Richard Martin (1947 – 1999) was a scholar, lecturer, critic and curator, and a leading art and fashion historian. At the time of his death he was curator of the Costume Institute at the Metropolitan Museum of Art, creating many critically acclaimed exhibitions and contributing widely towards publications on the subject. After his death, an award in his name was set up to recognise creative, high quality and innovative costume exhibitions.

Early life and education[edit]

Richard Harrison Martin was born December 4, 1946, at Bryn Mawr, PA. He studied at Swarthmore College, graduating in 1967, and gained two master's degrees, both from Columbia University.[1] As a lecturer, he held academic positions at the School of Visual Arts, New York University, Columbia, the Juilliard School and Parsons School of Design.[1]

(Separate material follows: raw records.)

//! Configuration schema definitions.
//!
//! All types derive Serde traits for deserialization from config files.

use std::path::PathBuf;
use std::sync::Arc;

use serde::{Deserialize, Serialize};

use crate::config::loader::ConfigError;
use crate::policy::PolicySnapshot;
use crate::sink::{DiscardSink, Sink, TextSink, TracingSink};

/// Root logging configuration.
#[derive(Debug, Clone, Deserialize, Serialize, Default, PartialEq)]
#[serde(default)]
pub struct LoggingConfig {
    /// Highest verbosity level emitted by `v()` loggers.
    pub verbosity: u32,

    /// Logger names allowed to emit verbose records. Empty means all.
    pub loggers: Vec<String>,

    /// Backend receiving records.
    pub sink: SinkKind,

    /// Stream used by the text sink.
    pub output: OutputTarget,

    /// Settings for the crate's own diagnostics and the tracing backend.
    pub observability: ObservabilityConfig,
}

impl LoggingConfig {
    /// The filter policy described by this config.
    pub fn policy_snapshot(&self) -> PolicySnapshot {
        PolicySnapshot {
            verbosity: self.verbosity,
            loggers: self.loggers.iter().cloned().collect(),
        }
    }

    /// Construct the configured sink.
    pub fn build_sink(&self) -> Result<Arc<dyn Sink>, ConfigError> {
        let sink: Arc<dyn Sink> = match self.sink {
            SinkKind::Discard => Arc::new(DiscardSink),
            SinkKind::Tracing => Arc::new(TracingSink::new()),
            SinkKind::Text => match &self.output {
                OutputTarget::Stdout => Arc::new(TextSink::stdout()),
                OutputTarget::Stderr => Arc::new(TextSink::stderr()),
                OutputTarget::File(path) => {
                    let sink = TextSink::file(path).map_err(|source| ConfigError::Output {
                        path: path.clone(),
                        source,
                    })?;
                    Arc::new(sink)
                }
            },
        };
        Ok(sink)
    }
}

/// Which backend records go to.
#[derive(Debug, Clone, Copy, Deserialize, Serialize, Default, PartialEq, Eq)]
#[serde(rename_all = "lowercase")]
pub enum SinkKind {
    /// Deterministic logfmt lines.
    #[default]
    Text,
    /// Events on the `tracing` dispatcher.
    Tracing,
    /// Nothing is written.
    Discard,
}

/// Stream for the text sink.
///
/// In TOML: `output = "stdout"`, `output = "stderr"` or
/// `output = { file = "/var/log/app.log" }`.
#[derive(Debug, Clone, Deserialize, Serialize, Default, PartialEq, Eq)]
#[serde(rename_all = "lowercase")]
pub enum OutputTarget {
    Stdout,
    #[default]
    Stderr,
    File(PathBuf),
}

/// Observability configuration.
#[derive(Debug, Clone, Deserialize, Serialize, PartialEq)]
#[serde(default)]
pub struct ObservabilityConfig {
    /// `tracing` filter directive (e.g. "info", "kvlogr::record=info").
    ///
    /// Records from `TracingSink` use the `kvlogr::record` target; the
    /// crate's own diagnostics use their module paths under `kvlogr`.
    pub log_level: String,
}

impl Default for ObservabilityConfig {
    fn default() -> Self {
        Self {
            log_level: "info".to_string(),
        }
    }
}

Richard Martin taught art history from 1973 at New York University, the Fashion Institute of Technology (FIT), and the School of Visual Arts. In 1980 he became involved with fashion exhibitions at FIT where he worked with Harold Koda and Laura Sinderbrand, the director of FIT's Design Laboratory (now the Museum at FIT).[1] He served as the editor in chief of Arts Magazine before his 1991 appointment as executive director of the Shirley Goodman Resource Center, which was responsible for FIT's exhibitions and collections.[1]

The exhibitions Martin and Koda put up at FIT, including The East Village, Fashion and Surrealism, Undercover Story, and Three Women: Madeleine Vionnet, Claire McCardell, Rei Kawakubo attracted a great deal of attention.[1] In 1987 they were given a special award from the Council of Fashion Designers of America. Martin would later win another award from the Council in 1996 "for furthering fashion in art and culture." [1] Koda, who worked closely with Martin on exhibitions until they parted company in 1997, later said:

"We did five or six shows a year at F.I.T. and three a year at the Met, while most museums do only one. And he always had three or four years' worth of ideas. Some fashion people had difficulty with his language, because his language was the language of art, not fashion."[1]

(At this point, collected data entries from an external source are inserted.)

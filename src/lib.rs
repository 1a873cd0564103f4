//! Leveled, named, key-value logger facade.
//!
//! # Architecture Overview
//!
//! ```text
//!   application code
//!        │  info / error / v(level) / with_name / with_values
//!        ▼
//!   ┌──────────┐   v(level)   ┌──────────────┐
//!   │  Logger  │─────────────▶│ FilterPolicy │  verbosity threshold + allow-list
//!   │ (facade) │◀─────────────│  (ArcSwap)   │  hot-reloaded from config
//!   └────┬─────┘  on / off    └──────────────┘
//!        │ merge context + call-site fields, stamp with Clock
//!        ▼
//!   ┌──────────┐
//!   │  Record  │
//!   └────┬─────┘
//!        ▼
//!   Sink: TextSink (logfmt line) | TracingSink (tracing event) | DiscardSink
//! ```
//!
//! # Example
//!
//! ```
//! use std::sync::Arc;
//! use kvlogr::{kvs, FilterPolicy, Logger, TextSink};
//!
//! let policy = Arc::new(FilterPolicy::new());
//! let log = Logger::new("app", Arc::new(TextSink::stderr()), policy.clone());
//!
//! log.info("started", kvs!("port" => 8080));
//!
//! policy.set_verbosity(1);
//! log.with_name("db").v(1).info("connected", kvs!("pool" => 4));
//! ```

pub mod clock;
pub mod config;
pub mod fields;
pub mod format;
pub mod logger;
pub mod observability;
pub mod policy;
pub mod sink;

pub use clock::{Clock, FixedClock, SystemClock};
pub use config::LoggingConfig;
pub use fields::{Fields, Value};
pub use logger::{Level, Logger, Record};
pub use policy::{FilterPolicy, PolicySnapshot};
pub use sink::{DiscardSink, Sink, TextSink, TracingSink};
//! Resolved log record passed to sinks.

use std::error::Error;
use std::fmt;

use chrono::{DateTime, Utc};

use crate::fields::Fields;

/// Severity of a record.
#[derive(Debug, Clone, Copy, PartialEq, Eq, Hash)]
pub enum Level {
    Info,
    Error,
}

impl Level {
    pub fn as_str(&self) -> &'static str {
        match self {
            Level::Info => "info",
            Level::Error => "error",
        }
    }
}

impl fmt::Display for Level {
    fn fmt(&self, f: &mut fmt::Formatter<'_>) -> fmt::Result {
        f.write_str(self.as_str())
    }
}

/// One log call, fully resolved. Lives only for the duration of the call.
#[derive(Debug, Clone, Copy)]
pub struct Record<'a> {
    pub timestamp: DateTime<Utc>,
    pub level: Level,
    pub name: &'a str,
    pub message: &'a str,
    /// Logger context merged with call-site fields.
    pub fields: &'a Fields,
    /// Present only for `Level::Error`.
    pub error: Option<&'a (dyn Error + 'static)>,
}
//! Behavioural properties of the logger facade.

use std::collections::BTreeSet;

use kvlogr::{kvs, Fields, Logger, PolicySnapshot, Value};

mod common;

#[test]
fn test_v_enabled_iff_level_and_name_admitted() {
    let names = ["foo", "bar", "foo.bar"];
    let allow_lists: [&[&str]; 3] = [&[], &["bar"], &["foo", "foo.bar"]];

    for threshold in 0..3u32 {
        for allowed in allow_lists {
            for name in names {
                let (root, _, policy) = common::capture_logger("foo");
                let logger = match name {
                    "foo" => root,
                    "bar" => Logger::new("bar", std::sync::Arc::new(kvlogr::DiscardSink), policy.clone()),
                    _ => root.with_name("bar"),
                };
                policy.replace(PolicySnapshot {
                    verbosity: threshold,
                    loggers: allowed.iter().map(|s| s.to_string()).collect::<BTreeSet<_>>(),
                });

                for level in 0..4u32 {
                    let expected =
                        level <= threshold && (allowed.is_empty() || allowed.contains(&name));
                    assert_eq!(
                        logger.v(level).enabled(),
                        expected,
                        "name={} level={} threshold={} allowed={:?}",
                        name,
                        level,
                        threshold,
                        allowed
                    );
                }
            }
        }
    }
}

#[test]
fn test_with_values_chaining_matches_single_call() {
    let (logger, _, _) = common::capture_logger("foo");
    let chained = logger.with_values(kvs!("k1" => "v1")).with_values(kvs!("k2" => "v2"));
    let single = logger.with_values(kvs!("k1" => "v1", "k2" => "v2"));
    assert_eq!(chained.context(), single.context());
}

#[test]
fn test_with_name_is_associative() {
    let (logger, _, _) = common::capture_logger("a");
    assert_eq!(logger.with_name("x").with_name("y").name(), Some("a.x.y"));
}

#[test]
fn test_duplicate_key_keeps_first_position() {
    let (logger, sink, _) = common::capture_logger("foo");
    logger.with_values(kvs!("a" => 1)).info("m", kvs!("b" => 2, "a" => 3));

    let record = &sink.records()[0];
    let pairs: Vec<(String, Value)> = record
        .fields
        .iter()
        .map(|(k, v)| (k.to_string(), v.clone()))
        .collect();
    assert_eq!(
        pairs,
        vec![("a".to_string(), Value::I64(3)), ("b".to_string(), Value::I64(2))]
    );
}

#[test]
fn test_disabled_facade_is_absorbing() {
    let (logger, sink, _) = common::capture_logger("foo");
    let disabled = logger.v(9);
    let err = std::io::Error::other("boom");

    let derived = [
        disabled.v(0),
        disabled.with_name("x"),
        disabled.with_values(kvs!("a" => 1)),
        disabled.with_name("x").with_values(kvs!("b" => 2)).v(0),
    ];
    for d in &derived {
        assert!(!d.enabled());
        d.info("m", kvs!("k" => "v"));
        d.error(&err, "m", Fields::new());
    }
    disabled.info("m", kvs![]);
    assert_eq!(sink.count(), 0);
}

#[test]
fn test_derived_loggers_share_sink() {
    let (logger, sink, policy) = common::capture_logger("foo");
    policy.set_verbosity(1);

    logger.info("root", kvs![]);
    logger.with_name("child").info("child", kvs![]);
    logger.with_values(kvs!("k" => 1)).v(1).info("verbose", kvs![]);

    let names: Vec<String> = sink.records().into_iter().map(|r| r.name).collect();
    assert_eq!(names, vec!["foo", "foo.child", "foo"]);
}

#[test]
fn test_parent_context_unchanged_by_children() {
    let (logger, sink, policy) = common::capture_logger("foo");
    policy.set_verbosity(1);
    let parent = logger.with_values(kvs!("request" => "r-1"));

    let _child = parent.with_values(kvs!("request" => "r-2", "extra" => true));
    let _verbose = parent.v(1);
    parent.info("m", kvs![]);

    assert_eq!(sink.records()[0].fields, kvs!("request" => "r-1"));
}

#[test]
fn test_error_record_carries_message() {
    let (logger, sink, _) = common::capture_logger("foo");
    let err = std::io::Error::other("BOOM SUCKA!");
    logger.error(&err, "test error log", kvs!("hello" => "world"));

    let record = &sink.records()[0];
    assert_eq!(record.level, kvlogr::Level::Error);
    assert_eq!(record.message, "test error log");
    assert_eq!(record.error.as_deref(), Some("BOOM SUCKA!"));
    assert_eq!(record.fields, kvs!("hello" => "world"));
}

Martin wrote over 100 scholarly papers on a wide range of subjects, such as Art History and the Assimilation of Images by Contemporary Artists, and Redress of the Nerds: The Assertion of Nerd Style in Men's Clothing and Imagery in the 1980s. He also wrote a number of books on fashion and art, including Fashion and Surrealism and Charles James, and co-authored others. Martin was critical of the tendency within the art world to designate fashion into a corner of its own, and not acknowledging designers as artists, rather than merely being commercially driven. He states:

I think that’s an abiding problem for artists, that because fashion is so often thought to be less serious than art, artists are afraid that they will vitiate their own work and their own importance as artists by participating in any way in fashion. Artists will often shy away from fashion and yet when it comes to incorporating fashion into their own work—such as David Salle using sort of 1950s fashion sketches in his work—that’s perfectly acceptable.[2]

He was also editor of Dress, the Costume Society of America's scholarly journal.[3]

Death and legacy[edit]

Richard Martin died at home in New York, aged 52, of melanoma on November 8, 1999. He was survived by his partner, Dr. Richard Slusarczyk; and by a brother, Robert.[1]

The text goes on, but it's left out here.